Directions for this task - The data below has to be returned exactly, down to the last character.

Stored data -
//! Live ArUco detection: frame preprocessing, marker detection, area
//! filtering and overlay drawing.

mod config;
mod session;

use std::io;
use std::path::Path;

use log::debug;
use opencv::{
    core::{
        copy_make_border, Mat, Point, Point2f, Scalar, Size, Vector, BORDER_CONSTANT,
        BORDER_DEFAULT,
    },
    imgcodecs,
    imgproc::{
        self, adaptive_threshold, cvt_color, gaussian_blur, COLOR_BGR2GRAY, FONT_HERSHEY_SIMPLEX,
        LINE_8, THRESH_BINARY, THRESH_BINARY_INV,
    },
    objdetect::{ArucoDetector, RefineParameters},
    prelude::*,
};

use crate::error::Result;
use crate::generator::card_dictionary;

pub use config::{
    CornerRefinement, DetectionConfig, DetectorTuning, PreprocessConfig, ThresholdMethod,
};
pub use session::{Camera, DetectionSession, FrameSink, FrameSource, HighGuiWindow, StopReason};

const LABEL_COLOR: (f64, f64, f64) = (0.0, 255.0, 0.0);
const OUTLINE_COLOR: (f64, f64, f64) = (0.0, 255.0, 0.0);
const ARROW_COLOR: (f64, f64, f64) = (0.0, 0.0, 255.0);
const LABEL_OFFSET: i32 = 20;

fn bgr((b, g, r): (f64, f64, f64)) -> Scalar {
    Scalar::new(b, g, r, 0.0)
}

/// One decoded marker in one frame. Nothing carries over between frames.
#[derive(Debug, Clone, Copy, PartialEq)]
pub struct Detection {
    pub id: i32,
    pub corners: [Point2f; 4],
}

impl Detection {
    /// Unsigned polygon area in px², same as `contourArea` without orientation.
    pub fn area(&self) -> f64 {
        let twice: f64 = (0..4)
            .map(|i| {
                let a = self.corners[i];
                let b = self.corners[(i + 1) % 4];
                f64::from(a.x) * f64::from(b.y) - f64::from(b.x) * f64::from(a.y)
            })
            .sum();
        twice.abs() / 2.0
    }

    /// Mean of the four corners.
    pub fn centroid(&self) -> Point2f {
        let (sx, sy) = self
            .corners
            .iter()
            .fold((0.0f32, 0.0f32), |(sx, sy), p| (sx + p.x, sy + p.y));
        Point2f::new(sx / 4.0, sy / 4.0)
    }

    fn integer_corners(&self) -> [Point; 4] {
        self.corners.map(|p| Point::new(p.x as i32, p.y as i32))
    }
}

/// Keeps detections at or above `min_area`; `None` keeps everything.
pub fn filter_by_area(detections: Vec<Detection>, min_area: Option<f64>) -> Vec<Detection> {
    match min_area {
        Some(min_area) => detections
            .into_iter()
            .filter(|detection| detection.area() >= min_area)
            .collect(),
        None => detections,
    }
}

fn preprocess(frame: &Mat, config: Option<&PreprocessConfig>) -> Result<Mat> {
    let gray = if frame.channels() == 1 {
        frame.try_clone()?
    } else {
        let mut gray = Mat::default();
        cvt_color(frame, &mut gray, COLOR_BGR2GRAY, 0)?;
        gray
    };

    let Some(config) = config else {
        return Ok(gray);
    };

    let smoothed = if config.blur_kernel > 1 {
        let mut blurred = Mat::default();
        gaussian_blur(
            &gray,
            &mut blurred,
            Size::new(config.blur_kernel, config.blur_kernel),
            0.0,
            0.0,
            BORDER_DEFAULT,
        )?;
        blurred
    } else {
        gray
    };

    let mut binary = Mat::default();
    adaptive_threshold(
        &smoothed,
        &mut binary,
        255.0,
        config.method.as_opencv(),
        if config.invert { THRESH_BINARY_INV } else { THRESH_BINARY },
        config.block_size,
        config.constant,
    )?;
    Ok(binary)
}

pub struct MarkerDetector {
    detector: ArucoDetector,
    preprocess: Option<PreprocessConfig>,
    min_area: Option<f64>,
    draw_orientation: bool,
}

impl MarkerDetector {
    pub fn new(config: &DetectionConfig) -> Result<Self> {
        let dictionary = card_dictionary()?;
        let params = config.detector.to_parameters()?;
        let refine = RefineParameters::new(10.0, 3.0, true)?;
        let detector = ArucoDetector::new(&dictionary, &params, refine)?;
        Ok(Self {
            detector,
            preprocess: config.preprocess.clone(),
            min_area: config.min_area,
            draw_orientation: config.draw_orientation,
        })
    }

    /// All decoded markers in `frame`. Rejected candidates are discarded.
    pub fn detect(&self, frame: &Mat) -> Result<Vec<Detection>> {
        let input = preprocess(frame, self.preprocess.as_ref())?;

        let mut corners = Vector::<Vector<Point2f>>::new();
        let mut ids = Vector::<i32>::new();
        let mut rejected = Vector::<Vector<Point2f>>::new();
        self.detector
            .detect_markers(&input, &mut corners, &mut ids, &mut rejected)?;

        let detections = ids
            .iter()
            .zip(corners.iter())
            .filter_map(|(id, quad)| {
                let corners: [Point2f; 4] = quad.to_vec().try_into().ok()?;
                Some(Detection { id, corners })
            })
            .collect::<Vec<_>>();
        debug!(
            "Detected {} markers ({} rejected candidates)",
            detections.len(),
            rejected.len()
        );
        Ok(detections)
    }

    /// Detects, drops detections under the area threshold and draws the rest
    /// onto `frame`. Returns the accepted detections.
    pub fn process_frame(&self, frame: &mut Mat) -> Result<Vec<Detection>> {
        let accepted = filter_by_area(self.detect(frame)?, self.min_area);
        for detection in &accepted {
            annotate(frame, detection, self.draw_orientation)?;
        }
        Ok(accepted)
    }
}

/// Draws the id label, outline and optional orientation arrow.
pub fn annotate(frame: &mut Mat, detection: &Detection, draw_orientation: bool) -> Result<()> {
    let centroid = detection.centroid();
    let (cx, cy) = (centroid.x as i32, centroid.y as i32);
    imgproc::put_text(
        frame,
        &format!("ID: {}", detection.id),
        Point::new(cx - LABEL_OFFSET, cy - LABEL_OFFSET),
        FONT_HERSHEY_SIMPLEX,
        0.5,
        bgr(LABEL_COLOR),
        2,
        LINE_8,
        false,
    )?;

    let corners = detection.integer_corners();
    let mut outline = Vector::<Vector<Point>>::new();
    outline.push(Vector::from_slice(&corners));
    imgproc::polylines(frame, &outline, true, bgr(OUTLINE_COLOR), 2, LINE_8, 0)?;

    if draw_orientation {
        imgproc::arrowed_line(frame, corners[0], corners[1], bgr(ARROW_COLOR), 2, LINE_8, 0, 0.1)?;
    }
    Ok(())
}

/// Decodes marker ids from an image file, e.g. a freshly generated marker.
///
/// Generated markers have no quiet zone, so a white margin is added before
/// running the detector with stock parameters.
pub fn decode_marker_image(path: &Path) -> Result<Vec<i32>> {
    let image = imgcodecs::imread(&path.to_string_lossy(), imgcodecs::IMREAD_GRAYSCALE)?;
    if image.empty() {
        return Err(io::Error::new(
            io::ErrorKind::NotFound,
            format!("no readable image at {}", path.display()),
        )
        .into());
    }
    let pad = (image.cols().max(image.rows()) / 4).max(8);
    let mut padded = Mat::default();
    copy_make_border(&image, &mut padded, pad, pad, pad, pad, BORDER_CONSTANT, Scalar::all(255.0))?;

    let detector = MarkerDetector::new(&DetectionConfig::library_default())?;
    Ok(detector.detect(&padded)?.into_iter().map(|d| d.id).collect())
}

Answer below -
//! Live ArUco detection: frame preprocessing, marker detection, area
//! filtering and overlay drawing.

mod config;
mod session;

use std::io;
use std::path::Path;

use log::debug;
use opencv::{
    core::{
        copy_make_border, Mat, Point, Point2f, Scalar, Size, Vector, BORDER_CONSTANT,
        BORDER_DEFAULT,
    },
    imgcodecs,
    imgproc::{
        self, adaptive_threshold, cvt_color, gaussian_blur, COLOR_BGR2GRAY, FONT_HERSHEY_SIMPLEX,
        LINE_8, THRESH_BINARY, THRESH_BINARY_INV,
    },
    objdetect::{ArucoDetector, RefineParameters},
    prelude::*,
};

use crate::error::Result;
use crate::generator::card_dictionary;

pub use config::{
    CornerRefinement, DetectionConfig, DetectorTuning, PreprocessConfig, ThresholdMethod,
};
pub use session::{Camera, DetectionSession, FrameSink, FrameSource, HighGuiWindow, StopReason};

const LABEL_COLOR: (f64, f64, f64) = (0.0, 255.0, 0.0);
const OUTLINE_COLOR: (f64, f64, f64) = (0.0, 255.0, 0.0);
const ARROW_COLOR: (f64, f64, f64) = (0.0, 0.0, 255.0);
const LABEL_OFFSET: i32 = 20;

fn bgr((b, g, r): (f64, f64, f64)) -> Scalar {
    Scalar::new(b, g, r, 0.0)
}

/// One decoded marker in one frame. Nothing carries over between frames.
#[derive(Debug, Clone, Copy, PartialEq)]
pub struct Detection {
    pub id: i32,
    pub corners: [Point2f; 4],
}

impl Detection {
    /// Unsigned polygon area in px², same as `contourArea` without orientation.
    pub fn area(&self) -> f64 {
        let twice: f64 = (0..4)
            .map(|i| {
                let a = self.corners[i];
                let b = self.corners[(i + 1) % 4];
                f64::from(a.x) * f64::from(b.y) - f64::from(b.x) * f64::from(a.y)
            })
            .sum();
        twice.abs() / 2.0
    }

    /// Mean of the four corners.
    pub fn centroid(&self) -> Point2f {
        let (sx, sy) = self
            .corners
            .iter()
            .fold((0.0f32, 0.0f32), |(sx, sy), p| (sx + p.x, sy + p.y));
        Point2f::new(sx / 4.0, sy / 4.0)
    }

    fn integer_corners(&self) -> [Point; 4] {
        self.corners.map(|p| Point::new(p.x as i32, p.y as i32))
    }
}

/// Keeps detections at or above `min_area`; `None` keeps everything.
pub fn filter_by_area(detections: Vec<Detection>, min_area: Option<f64>) -> Vec<Detection> {
    match min_area {
        Some(min_area) => detections
            .into_iter()
            .filter(|detection| detection.area() >= min_area)
            .collect(),
        None => detections,
    }
}

fn preprocess(frame: &Mat, config: Option<&PreprocessConfig>) -> Result<Mat> {
    let gray = if frame.channels() == 1 {
        frame.try_clone()?
    } else {
        let mut gray = Mat::default();
        cvt_color(frame, &mut gray, COLOR_BGR2GRAY, 0)?;
        gray
    };

    let Some(config) = config else {
        return Ok(gray);
    };

    let smoothed = if config.blur_kernel > 1 {
        let mut blurred = Mat::default();
        gaussian_blur(
            &gray,
            &mut blurred,
            Size::new(config.blur_kernel, config.blur_kernel),
            0.0,
            0.0,
            BORDER_DEFAULT,
        )?;
        blurred
    } else {
        gray
    };

    let mut binary = Mat::default();
    adaptive_threshold(
        &smoothed,
        &mut binary,
        255.0,
        config.method.as_opencv(),
        if config.invert { THRESH_BINARY_INV } else { THRESH_BINARY },
        config.block_size,
        config.constant,
    )?;
    Ok(binary)
}

pub struct MarkerDetector {
    detector: ArucoDetector,
    preprocess: Option<PreprocessConfig>,
    min_area: Option<f64>,
    draw_orientation: bool,
}

impl MarkerDetector {
    pub fn new(config: &DetectionConfig) -> Result<Self> {
        let dictionary = card_dictionary()?;
        let params = config.detector.to_parameters()?;
        let refine = RefineParameters::new(10.0, 3.0, true)?;
        let detector = ArucoDetector::new(&dictionary, &params, refine)?;
        Ok(Self {
            detector,
            preprocess: config.preprocess.clone(),
            min_area: config.min_area,
            draw_orientation: config.draw_orientation,
        })
    }

    /// All decoded markers in `frame`. Rejected candidates are discarded.
    pub fn detect(&self, frame: &Mat) -> Result<Vec<Detection>> {
        let input = preprocess(frame, self.preprocess.as_ref())?;

        let mut corners = Vector::<Vector<Point2f>>::new();
        let mut ids = Vector::<i32>::new();
        let mut rejected = Vector::<Vector<Point2f>>::new();
        self.detector
            .detect_markers(&input, &mut corners, &mut ids, &mut rejected)?;

        let detections = ids
            .iter()
            .zip(corners.iter())
            .filter_map(|(id, quad)| {
                let corners: [Point2f; 4] = quad.to_vec().try_into().ok()?;
                Some(Detection { id, corners })
            })
            .collect::<Vec<_>>();
        debug!(
            "Detected {} markers ({} rejected candidates)",
            detections.len(),
            rejected.len()
        );
        Ok(detections)
    }

    /// Detects, drops detections under the area threshold and draws the rest
    /// onto `frame`. Returns the accepted detections.
    pub fn process_frame(&self, frame: &mut Mat) -> Result<Vec<Detection>> {
        let accepted = filter_by_area(self.detect(frame)?, self.min_area);
        for detection in &accepted {
            annotate(frame, detection, self.draw_orientation)?;
        }
        Ok(accepted)
    }
}

/// Draws the id label, outline and optional orientation arrow.
pub fn annotate(frame: &mut Mat, detection: &Detection, draw_orientation: bool) -> Result<()> {
    let centroid = detection.centroid();
    let (cx, cy) = (centroid.x as i32, centroid.y as i32);
    imgproc::put_text(
        frame,
        &format!("ID: {}", detection.id),
        Point::new(cx - LABEL_OFFSET, cy - LABEL_OFFSET),
        FONT_HERSHEY_SIMPLEX,
        0.5,
        bgr(LABEL_COLOR),
        2,
        LINE_8,
        false,
    )?;

    let corners = detection.integer_corners();
    let mut outline = Vector::<Vector<Point>>::new();
    outline.push(Vector::from_slice(&corners));
    imgproc::polylines(frame, &outline, true, bgr(OUTLINE_COLOR), 2, LINE_8, 0)?;

    if draw_orientation {
        imgproc::arrowed_line(frame, corners[0], corners[1], bgr(ARROW_COLOR), 2, LINE_8, 0, 0.1)?;
    }
    Ok(())
}

/// Decodes marker ids from an image file, e.g. a freshly generated marker.
///
/// Generated markers have no quiet zone, so a white margin is added before
/// running the detector with stock parameters.
pub fn decode_marker_image(path: &Path) -> Result<Vec<i32>> {
    let image = imgcodecs::imread(&path.to_string_lossy(), imgcodecs::IMREAD_GRAYSCALE)?;
    if image.empty() {
        return Err(io::Error::new(
            io::ErrorKind::NotFound,
            format!("no readable image at {}", path.display()),
        )
        .into());
    }
    let pad = (image.cols().max(image.rows()) / 4).max(8);
    let mut padded = Mat::default();
    copy_make_border(&image, &mut padded, pad, pad, pad, pad, BORDER_CONSTANT, Scalar::all(255.0))?;

    let detector = MarkerDetector::new(&DetectionConfig::library_default())?;
    Ok(detector.detect(&padded)?.into_iter().map(|d| d.id).collect())
}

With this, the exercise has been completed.